IDEHU   05542
INSTITUTO DE ESTUDIOS DE LA INMUNIDAD HUMORAL PROF. RICARDO A. MARGNI
Unidad Ejecutora - UE
congresos y reuniones científicas
Título:
- Modulación de BNIP3 citoplasmático y nuclear durante la inducción de muerte celular por NaASO2 y MG132 en células leucémicas mieloides.
Autor/es:
CAVALIERE V.; LOMBARDO T; AMAYA L; COSTANTINO S.; ALVAREZ E.; BLANCO G.
Lugar:
Buenos Aires
Reunión:
Congreso; Reunión Anual de la Sociedad Argentina de Hematología; 2011
Institución organizadora:
Sociedad Argentina de Hematología
Resumen:
BNIP3 es una proteína miembro de la familia Bcl-2 que induce muerte programada en algunos tumores por medio de su inserción en la membrana mitocondrial. Su localización nuclear, descripta en algunas neoplasias, se asocia a formas agresivas y resistentes a la quimioterapia. Objetivo: Evaluar la expresión basal y modulación de BNIP3, a nivel de proteína BNIP3p) y ARNm (BNIP3m), en células leucémicas luego de inducir la muerte celular por tratamiento individual y combinado con NaAsO2 y el inhibidor de proteasoma MG132, y el hipomentilante azacitidina como monodroga. Material y Métodos: El efecto citotóxico se estudió exponiendo las células en cultivo durante 72hs por triplicado en un rango de 7 dosis, con posterior tinción con ioduro de propidio y fluoresceína diacetato y evaluación por citometría de flujo.

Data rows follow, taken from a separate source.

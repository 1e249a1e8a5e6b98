//! Record handlers shared by every kind: create, paginate, all, first, filter, group, count, chunk, update, delete.
//! Query-string keys that name a column become filters (`field=value` or `field=op:value`);
//! other keys are either reserved (`sort`, `fields`, `unique`, `range`, `page`, `per`, `max`) or ignored.

use crate::error::{expect_matched, AppError};
use crate::model::{EntitySchema, Record};
use crate::query::{self, ChunkSummary, Direction, Filter, Logic, Op, PageRequest, Query, SortKey, Window};
use crate::response::{simple_ok, success_many, success_one, success_one_ok, SuccessOne};
use crate::service::RequestValidator;
use crate::state::AppState;
use axum::{
    extract::{Query as QueryString, State},
    http::StatusCode,
    response::{IntoResponse, Response},
    Json,
};
use serde::{Deserialize, Serialize};
use serde_json::{Map, Value};

pub const DEFAULT_CHUNK: usize = 100;
pub const MAX_CHUNK: usize = 1000;

/// Parsed query string for record reads and bulk writes.
#[derive(Debug, Default)]
pub struct RecordParams {
    pub filters: Vec<Filter>,
    pub sorts: Vec<SortKey>,
    pub fields: Option<Vec<String>>,
    pub unique: bool,
    pub range: Option<Window>,
    pub page: PageRequest,
    pub max: Option<usize>,
}

impl RecordParams {
    pub fn parse(schema: &EntitySchema, params: Vec<(String, String)>) -> Result<Self, AppError> {
        let mut out = RecordParams::default();
        for (k, v) in params {
            match k.as_str() {
                "sort" => out.sorts.extend(parse_sorts(&v)?),
                "fields" => {
                    out.fields = Some(
                        v.split(',')
                            .map(str::trim)
                            .filter(|f| !f.is_empty())
                            .map(String::from)
                            .collect(),
                    )
                }
                "unique" => out.unique = parse_flag(&v)?,
                "range" => out.range = Some(parse_range(&v)?),
                "page" => out.page.page = parse_number("page", &v)?,
                "per" => out.page.per = parse_number("per", &v)?,
                "max" => out.max = Some(parse_number("max", &v)?),
                _ => {
                    if let Some(col) = schema.column(&k) {
                        let (op, raw) = split_op(&v)?;
                        let value = query_value_for_column(col.pg_type, col.nullable, raw);
                        out.filters.push(Filter { field: k, op, value });
                    }
                }
            }
        }
        Ok(out)
    }

    /// Filters conjoined at the top level, followed by sorts, projection, unique and range.
    pub fn query<R: Record>(&self) -> Query<R> {
        let q = self
            .filters
            .iter()
            .fold(Query::new(), |q, f| q.filter(f.field.clone(), f.op, f.value.clone()));
        self.shape(q)
    }

    /// Filters combined into one OR group.
    pub fn any_query<R: Record>(&self) -> Query<R> {
        let q = Query::new().group(Logic::Or, |g| {
            self.filters
                .iter()
                .fold(g, |g, f| g.filter(f.field.clone(), f.op, f.value.clone()))
        });
        self.shape(q)
    }

    fn shape<R: Record>(&self, q: Query<R>) -> Query<R> {
        let mut q = self
            .sorts
            .iter()
            .fold(q, |q, s| q.sort(s.field.clone(), s.direction));
        if let Some(fields) = &self.fields {
            q = q.project(fields.iter().cloned());
        }
        if self.unique {
            q = q.unique();
        }
        match self.range {
            Some(Window { offset, limit: Some(n) }) => q.range(offset..offset.saturating_add(n)),
            Some(Window { offset, limit: None }) => q.range(offset..),
            None => q,
        }
    }

    fn require_filter(&self, what: &str) -> Result<(), AppError> {
        if self.filters.is_empty() {
            return Err(AppError::BadRequest(format!("{} requires at least one filter", what)));
        }
        Ok(())
    }
}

Se determinó el efecto citotóxico 90% (EC90) sobre cada línea celular (U937,leucemia promonocítica; K562, LMC y Raji, linfoma de Burkitt) y se expusieron las células a esta dosis durante 24h para luego obtener fracciones proteicas nucleares y citoplasmáticas por separado. La expresión y localización subcelular se determinó por western blot con anticuerpo monoclonal contra BNIP3. La expresión de BNIP3m se determinó por RT-PCR. Resultados: El BNIP3m fue detectable en U937 y K562 pero la línea Raji mostró niveles más bajos. Los tratamientos con EC90 no modificaron la expresión de BNIP3m en ningún caso pero sí el tratamiento con 5M azacitidina durante 24hs que aumentó sensiblemente su expresión. El BNIP3p basal fue detectado en las tres líneas pero sólo en la fracción nuclear. Con los tratamientos se observó la presencia de BNIP3p en la fracción citoplásmica y la desaparición en la fracción nuclear en células K562 y U937. En cambio, las células Raji no mostraron cambios en la expresión de BNIP3p nuclear con los tratamientos. Conclusiones: El BNIP3 tendría un rol en la inducción de muerte por tratamiento con AsNaO2 y MG132 en células leucémicas mieloides U937 y K562 pero no en células Raji. La falta de participación de BNIP3 en la inducción de muerte en células Raji se debería al silenciamiento epigenético reversible por el hipometilante.